RECORDS PROVIDED »

-- Opening Marker --

use std::time::Duration;

use async_trait::async_trait;
use base64::Engine;
use reqwest::Client;
use serde::{Deserialize, Serialize};

use crate::models::job::Mode;
use crate::services::upstream::{check_status, UpstreamError};

const SERVICE: &str = "vision";

/// Black-box vision model that describes a skin image.
#[async_trait]
pub trait VisionModel: Send + Sync {
    async fn analyze(
        &self,
        image: &[u8],
        user_text: Option<&str>,
        mode: Mode,
    ) -> Result<String, UpstreamError>;
}

/// HTTP client for an image-to-text inference endpoint.
///
/// The endpoint accepts `{image, prompt, max_tokens}` with a base64 image and answers
/// `{result: {description}}`.
pub struct VisionClient {
    http: Client,
    url: String,
    api_token: Option<String>,
}

#[derive(Serialize)]
struct VisionRequest<'a> {
    image: String,
    prompt: &'a str,
    max_tokens: u32,
}

#[derive(Deserialize)]
struct VisionResponse {
    result: VisionResult,
}

#[derive(Deserialize)]
struct VisionResult {
    description: String,
}

const BASIC_PROMPT: &str = concat!(
    "You are a professional dermatologist. Analyze this skin image and keep it concise and ",
    "approachable. Respond with exactly two labeled sections in English:\n",
    "Summary: a brief 1-2 sentence overview of the skin condition.\n",
    "Description (basic): a short paragraph (3-6 sentences) with the key observations and ",
    "main concerns."
);

const EXTENDED_PROMPT: &str = concat!(
    "You are an expert dermatologist. Analyze this skin image in detail using professional ",
    "terminology while staying understandable. Cover skin type and texture, hydration and ",
    "barrier function, sebum production and pore condition, lesions, inflammation or acne, ",
    "pigmentation and color uniformity, signs of aging or photodamage, visible vessels or ",
    "redness, and any abnormal or concerning features. Be specific about location and ",
    "severity. Respond with two labeled sections: 'Summary:' and 'Description (extended):'."
);

impl VisionClient {
    pub fn new(url: &str, api_token: Option<String>, timeout: Duration) -> Result<Self, UpstreamError> {
        let http = Client::builder()
            .timeout(timeout)
            .build()
            .map_err(|e| UpstreamError::from_reqwest(SERVICE, e))?;
        Ok(Self {
            http,
            url: url.to_string(),
            api_token,
        })
    }

    fn prompt(mode: Mode, user_text: Option<&str>) -> String {
        let base = match mode {
            Mode::Basic => BASIC_PROMPT,
            Mode::Extended => EXTENDED_PROMPT,
        };
        match user_text.map(str::trim).filter(|t| !t.is_empty()) {
            Some(note) => format!("{base}\nPatient note: {note}"),
            None => base.to_string(),
        }
    }
}

#[async_trait]
impl VisionModel for VisionClient {
    async fn analyze(
        &self,
        image: &[u8],
        user_text: Option<&str>,
        mode: Mode,
    ) -> Result<String, UpstreamError> {
        let prompt = Self::prompt(mode, user_text);
        let body = VisionRequest {
            image: base64::engine::general_purpose::STANDARD.encode(image),
            prompt: &prompt,
            max_tokens: match mode {
                Mode::Basic => 384,
                Mode::Extended => 1024,
            },
        };

        let mut request = self.http.post(&self.url).json(&body);
        if let Some(token) = &self.api_token {
            request = request.bearer_auth(token);
        }

        let response = request
            .send()
            .await
            .map_err(|e| UpstreamError::from_reqwest(SERVICE, e))?;
        let response = check_status(SERVICE, response).await?;
        let parsed: VisionResponse = response
            .json()
            .await
            .map_err(|e| UpstreamError::from_reqwest(SERVICE, e))?;

        let summary = parsed.result.description.trim().to_string();
        if summary.is_empty() {
            return Err(UpstreamError::malformed(SERVICE, "empty description"));
        }
        Ok(summary)
    }
}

-- Closing Marker --

Report how many lines in the listing above include the word "VisionResult". Give nothing but the number.

2